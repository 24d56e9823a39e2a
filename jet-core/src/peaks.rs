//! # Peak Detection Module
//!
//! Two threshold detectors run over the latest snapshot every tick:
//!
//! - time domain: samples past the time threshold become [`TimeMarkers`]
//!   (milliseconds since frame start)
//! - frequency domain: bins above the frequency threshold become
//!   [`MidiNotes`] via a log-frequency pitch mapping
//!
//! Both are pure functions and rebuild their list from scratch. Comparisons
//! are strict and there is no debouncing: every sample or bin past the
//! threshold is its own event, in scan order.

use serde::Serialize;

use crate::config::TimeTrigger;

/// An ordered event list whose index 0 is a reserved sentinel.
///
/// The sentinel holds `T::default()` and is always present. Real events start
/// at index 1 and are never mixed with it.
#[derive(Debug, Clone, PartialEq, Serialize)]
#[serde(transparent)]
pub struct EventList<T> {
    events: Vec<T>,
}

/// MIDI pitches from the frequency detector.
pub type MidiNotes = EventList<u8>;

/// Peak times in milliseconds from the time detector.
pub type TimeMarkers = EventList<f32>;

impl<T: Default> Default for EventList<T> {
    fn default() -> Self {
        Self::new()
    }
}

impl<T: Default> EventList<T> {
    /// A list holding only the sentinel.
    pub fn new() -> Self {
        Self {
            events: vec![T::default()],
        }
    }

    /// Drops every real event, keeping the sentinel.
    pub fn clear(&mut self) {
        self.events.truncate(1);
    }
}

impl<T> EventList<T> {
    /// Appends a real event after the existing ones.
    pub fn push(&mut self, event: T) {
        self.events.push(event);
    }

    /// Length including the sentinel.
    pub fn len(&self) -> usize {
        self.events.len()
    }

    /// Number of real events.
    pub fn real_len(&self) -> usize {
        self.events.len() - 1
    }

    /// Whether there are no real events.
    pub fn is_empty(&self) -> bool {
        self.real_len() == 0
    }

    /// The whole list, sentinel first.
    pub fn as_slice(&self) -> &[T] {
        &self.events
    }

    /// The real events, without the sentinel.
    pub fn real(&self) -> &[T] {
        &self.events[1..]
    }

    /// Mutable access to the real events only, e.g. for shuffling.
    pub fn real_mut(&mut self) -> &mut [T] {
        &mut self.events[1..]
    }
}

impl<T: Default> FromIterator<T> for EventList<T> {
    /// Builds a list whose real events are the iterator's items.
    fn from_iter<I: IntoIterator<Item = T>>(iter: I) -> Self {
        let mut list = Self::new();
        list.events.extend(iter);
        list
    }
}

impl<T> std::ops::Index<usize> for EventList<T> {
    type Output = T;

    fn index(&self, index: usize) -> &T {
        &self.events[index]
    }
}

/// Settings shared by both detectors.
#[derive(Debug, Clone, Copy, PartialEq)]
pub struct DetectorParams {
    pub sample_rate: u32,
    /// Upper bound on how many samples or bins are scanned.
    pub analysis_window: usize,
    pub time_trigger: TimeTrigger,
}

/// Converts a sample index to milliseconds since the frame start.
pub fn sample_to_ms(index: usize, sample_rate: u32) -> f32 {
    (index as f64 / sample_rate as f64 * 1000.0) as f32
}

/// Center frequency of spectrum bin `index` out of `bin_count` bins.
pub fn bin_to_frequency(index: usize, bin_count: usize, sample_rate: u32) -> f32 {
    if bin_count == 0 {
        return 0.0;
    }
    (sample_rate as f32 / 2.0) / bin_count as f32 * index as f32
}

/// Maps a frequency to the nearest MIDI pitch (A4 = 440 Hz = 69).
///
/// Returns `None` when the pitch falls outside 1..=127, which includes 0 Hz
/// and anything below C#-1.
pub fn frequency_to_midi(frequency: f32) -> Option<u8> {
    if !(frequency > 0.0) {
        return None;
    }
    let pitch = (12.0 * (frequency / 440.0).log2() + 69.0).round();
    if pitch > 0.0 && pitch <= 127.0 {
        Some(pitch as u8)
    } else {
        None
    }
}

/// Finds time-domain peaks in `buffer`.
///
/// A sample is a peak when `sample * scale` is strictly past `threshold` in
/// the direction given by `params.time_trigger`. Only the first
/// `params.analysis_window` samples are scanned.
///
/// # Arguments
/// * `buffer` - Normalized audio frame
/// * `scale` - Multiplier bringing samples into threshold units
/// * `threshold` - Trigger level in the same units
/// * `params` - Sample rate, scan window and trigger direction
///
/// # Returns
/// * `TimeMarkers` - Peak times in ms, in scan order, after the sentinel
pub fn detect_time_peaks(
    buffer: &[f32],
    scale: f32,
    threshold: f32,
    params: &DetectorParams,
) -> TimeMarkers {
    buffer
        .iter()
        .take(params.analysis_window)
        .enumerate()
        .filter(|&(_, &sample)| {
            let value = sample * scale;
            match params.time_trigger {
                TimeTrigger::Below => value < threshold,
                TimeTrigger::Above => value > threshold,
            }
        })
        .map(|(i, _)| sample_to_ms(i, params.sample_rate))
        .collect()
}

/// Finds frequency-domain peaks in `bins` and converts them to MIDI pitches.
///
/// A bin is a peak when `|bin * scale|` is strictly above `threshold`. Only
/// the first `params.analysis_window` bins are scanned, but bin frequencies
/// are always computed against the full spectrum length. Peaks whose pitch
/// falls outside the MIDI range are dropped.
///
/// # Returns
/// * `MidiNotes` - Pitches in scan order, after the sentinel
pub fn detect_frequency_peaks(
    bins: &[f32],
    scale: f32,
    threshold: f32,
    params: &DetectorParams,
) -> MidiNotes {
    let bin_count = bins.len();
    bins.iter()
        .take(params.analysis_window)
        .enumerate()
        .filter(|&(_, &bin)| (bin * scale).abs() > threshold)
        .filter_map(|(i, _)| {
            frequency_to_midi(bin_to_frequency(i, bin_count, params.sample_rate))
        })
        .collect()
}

········

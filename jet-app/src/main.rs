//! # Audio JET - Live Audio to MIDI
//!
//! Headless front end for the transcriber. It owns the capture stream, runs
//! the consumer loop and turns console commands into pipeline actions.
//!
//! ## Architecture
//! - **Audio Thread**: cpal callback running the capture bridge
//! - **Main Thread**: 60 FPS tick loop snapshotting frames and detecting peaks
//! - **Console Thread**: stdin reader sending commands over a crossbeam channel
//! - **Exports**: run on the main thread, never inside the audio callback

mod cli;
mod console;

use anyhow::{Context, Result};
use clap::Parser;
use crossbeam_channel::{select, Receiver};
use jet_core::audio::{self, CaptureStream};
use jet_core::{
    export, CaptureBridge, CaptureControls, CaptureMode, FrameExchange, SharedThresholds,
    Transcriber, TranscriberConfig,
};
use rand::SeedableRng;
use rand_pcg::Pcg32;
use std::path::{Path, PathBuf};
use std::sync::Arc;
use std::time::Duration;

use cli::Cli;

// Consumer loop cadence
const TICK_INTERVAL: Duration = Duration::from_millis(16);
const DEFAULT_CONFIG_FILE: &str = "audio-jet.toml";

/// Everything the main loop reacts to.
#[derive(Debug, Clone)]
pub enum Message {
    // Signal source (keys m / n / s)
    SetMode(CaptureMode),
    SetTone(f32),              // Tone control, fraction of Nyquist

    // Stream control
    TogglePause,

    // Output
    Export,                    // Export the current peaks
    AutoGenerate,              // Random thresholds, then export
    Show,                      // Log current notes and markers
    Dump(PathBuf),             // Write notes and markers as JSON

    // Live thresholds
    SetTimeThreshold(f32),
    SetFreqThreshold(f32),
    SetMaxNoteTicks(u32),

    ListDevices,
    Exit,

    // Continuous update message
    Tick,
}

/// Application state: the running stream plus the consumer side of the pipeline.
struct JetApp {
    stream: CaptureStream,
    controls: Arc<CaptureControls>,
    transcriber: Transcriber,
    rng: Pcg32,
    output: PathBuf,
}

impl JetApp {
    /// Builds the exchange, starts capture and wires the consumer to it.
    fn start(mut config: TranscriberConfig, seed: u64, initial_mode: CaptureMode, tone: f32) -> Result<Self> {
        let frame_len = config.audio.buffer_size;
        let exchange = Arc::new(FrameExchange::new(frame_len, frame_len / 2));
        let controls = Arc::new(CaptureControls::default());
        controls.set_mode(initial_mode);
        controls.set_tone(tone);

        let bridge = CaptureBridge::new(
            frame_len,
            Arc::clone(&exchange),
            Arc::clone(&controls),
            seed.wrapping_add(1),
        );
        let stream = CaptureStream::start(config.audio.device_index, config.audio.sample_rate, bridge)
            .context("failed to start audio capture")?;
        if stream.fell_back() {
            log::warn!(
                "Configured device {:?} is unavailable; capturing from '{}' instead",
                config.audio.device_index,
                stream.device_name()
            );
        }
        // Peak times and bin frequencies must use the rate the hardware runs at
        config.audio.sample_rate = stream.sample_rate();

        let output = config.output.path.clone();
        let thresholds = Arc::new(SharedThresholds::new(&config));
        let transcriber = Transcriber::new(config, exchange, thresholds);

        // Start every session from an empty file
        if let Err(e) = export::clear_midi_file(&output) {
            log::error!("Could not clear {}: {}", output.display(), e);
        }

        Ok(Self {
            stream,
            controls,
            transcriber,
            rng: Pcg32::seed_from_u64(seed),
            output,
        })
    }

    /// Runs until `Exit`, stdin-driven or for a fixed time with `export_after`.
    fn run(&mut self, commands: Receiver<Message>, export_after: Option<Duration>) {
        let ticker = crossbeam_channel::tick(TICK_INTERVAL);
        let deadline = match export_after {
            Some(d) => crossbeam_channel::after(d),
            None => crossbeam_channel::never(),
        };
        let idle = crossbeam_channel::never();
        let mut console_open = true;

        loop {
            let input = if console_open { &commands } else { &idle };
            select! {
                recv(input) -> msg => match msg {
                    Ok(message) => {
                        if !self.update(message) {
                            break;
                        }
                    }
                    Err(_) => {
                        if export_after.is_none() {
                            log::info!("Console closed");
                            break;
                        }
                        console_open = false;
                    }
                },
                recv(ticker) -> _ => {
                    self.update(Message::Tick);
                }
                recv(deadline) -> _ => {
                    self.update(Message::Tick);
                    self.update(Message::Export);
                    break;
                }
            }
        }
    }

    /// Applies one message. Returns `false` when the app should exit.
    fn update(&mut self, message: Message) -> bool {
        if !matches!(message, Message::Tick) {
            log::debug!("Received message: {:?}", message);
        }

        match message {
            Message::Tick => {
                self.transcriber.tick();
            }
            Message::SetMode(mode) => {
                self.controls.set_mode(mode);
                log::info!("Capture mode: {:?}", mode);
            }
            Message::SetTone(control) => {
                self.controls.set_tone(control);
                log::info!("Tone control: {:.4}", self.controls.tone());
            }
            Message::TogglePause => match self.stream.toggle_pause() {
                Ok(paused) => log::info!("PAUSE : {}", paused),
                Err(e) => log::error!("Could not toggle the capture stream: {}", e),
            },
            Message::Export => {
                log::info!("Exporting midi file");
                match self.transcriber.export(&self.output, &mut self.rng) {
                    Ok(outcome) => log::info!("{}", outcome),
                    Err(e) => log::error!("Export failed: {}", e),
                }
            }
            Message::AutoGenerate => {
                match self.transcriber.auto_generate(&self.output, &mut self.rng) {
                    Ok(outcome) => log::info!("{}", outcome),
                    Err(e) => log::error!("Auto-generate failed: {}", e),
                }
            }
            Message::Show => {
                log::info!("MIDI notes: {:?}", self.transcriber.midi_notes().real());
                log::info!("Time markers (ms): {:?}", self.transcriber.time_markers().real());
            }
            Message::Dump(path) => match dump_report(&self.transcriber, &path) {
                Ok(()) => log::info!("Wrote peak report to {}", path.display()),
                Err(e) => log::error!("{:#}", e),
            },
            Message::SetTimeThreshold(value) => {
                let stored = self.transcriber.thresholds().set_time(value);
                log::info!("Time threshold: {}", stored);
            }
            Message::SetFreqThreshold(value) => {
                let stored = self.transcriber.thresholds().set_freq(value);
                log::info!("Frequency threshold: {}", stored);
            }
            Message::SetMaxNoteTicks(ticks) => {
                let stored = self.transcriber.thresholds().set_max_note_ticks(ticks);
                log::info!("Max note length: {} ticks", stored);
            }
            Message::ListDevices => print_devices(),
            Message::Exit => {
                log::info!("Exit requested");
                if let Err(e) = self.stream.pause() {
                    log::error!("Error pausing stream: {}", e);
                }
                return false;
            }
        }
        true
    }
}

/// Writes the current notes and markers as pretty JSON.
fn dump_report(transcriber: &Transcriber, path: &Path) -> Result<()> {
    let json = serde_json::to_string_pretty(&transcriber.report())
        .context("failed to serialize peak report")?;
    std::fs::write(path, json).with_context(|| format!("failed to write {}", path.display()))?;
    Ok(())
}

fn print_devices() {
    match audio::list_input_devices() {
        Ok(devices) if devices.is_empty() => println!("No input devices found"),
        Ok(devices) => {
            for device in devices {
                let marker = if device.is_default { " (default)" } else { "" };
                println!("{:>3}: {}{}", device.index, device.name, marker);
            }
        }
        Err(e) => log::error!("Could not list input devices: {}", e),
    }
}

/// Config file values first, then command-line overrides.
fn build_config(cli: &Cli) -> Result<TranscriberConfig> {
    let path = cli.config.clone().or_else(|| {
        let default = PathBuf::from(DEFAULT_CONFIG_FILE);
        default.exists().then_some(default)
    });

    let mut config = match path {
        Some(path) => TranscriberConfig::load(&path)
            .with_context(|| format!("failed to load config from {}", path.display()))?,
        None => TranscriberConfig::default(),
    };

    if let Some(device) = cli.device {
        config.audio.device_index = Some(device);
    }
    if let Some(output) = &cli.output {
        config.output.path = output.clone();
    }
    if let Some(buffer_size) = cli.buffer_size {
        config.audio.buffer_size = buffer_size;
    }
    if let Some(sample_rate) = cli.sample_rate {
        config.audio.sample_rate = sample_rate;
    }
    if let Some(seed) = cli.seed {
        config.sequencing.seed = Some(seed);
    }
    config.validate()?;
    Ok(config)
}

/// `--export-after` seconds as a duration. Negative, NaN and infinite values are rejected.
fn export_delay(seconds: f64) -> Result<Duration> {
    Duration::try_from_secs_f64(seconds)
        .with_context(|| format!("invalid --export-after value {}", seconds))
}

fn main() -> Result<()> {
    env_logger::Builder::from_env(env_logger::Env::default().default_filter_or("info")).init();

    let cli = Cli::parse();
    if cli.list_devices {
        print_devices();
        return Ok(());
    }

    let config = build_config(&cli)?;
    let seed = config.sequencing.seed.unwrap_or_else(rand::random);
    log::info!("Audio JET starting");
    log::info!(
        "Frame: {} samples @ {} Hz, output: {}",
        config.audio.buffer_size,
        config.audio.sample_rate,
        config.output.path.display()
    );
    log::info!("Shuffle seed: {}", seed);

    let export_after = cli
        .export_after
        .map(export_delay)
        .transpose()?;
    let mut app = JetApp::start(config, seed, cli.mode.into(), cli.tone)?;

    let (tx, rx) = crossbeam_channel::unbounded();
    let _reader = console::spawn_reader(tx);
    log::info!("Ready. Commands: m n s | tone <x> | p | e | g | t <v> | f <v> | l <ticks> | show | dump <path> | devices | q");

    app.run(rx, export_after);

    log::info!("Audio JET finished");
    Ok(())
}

········

▶ _What is needed_
Copy range, inclusive: the line holding "pub fn as_slice(&self)" to the line holding "e.g. for shuffling.". Reproduce exactly those lines of the records above and no others.

▶ _Task response_
    pub fn as_slice(&self) -> &[T] {
        &self.events
    }

    /// The real events, without the sentinel.
    pub fn real(&self) -> &[T] {
        &self.events[1..]
    }

    /// Mutable access to the real events only, e.g. for shuffling.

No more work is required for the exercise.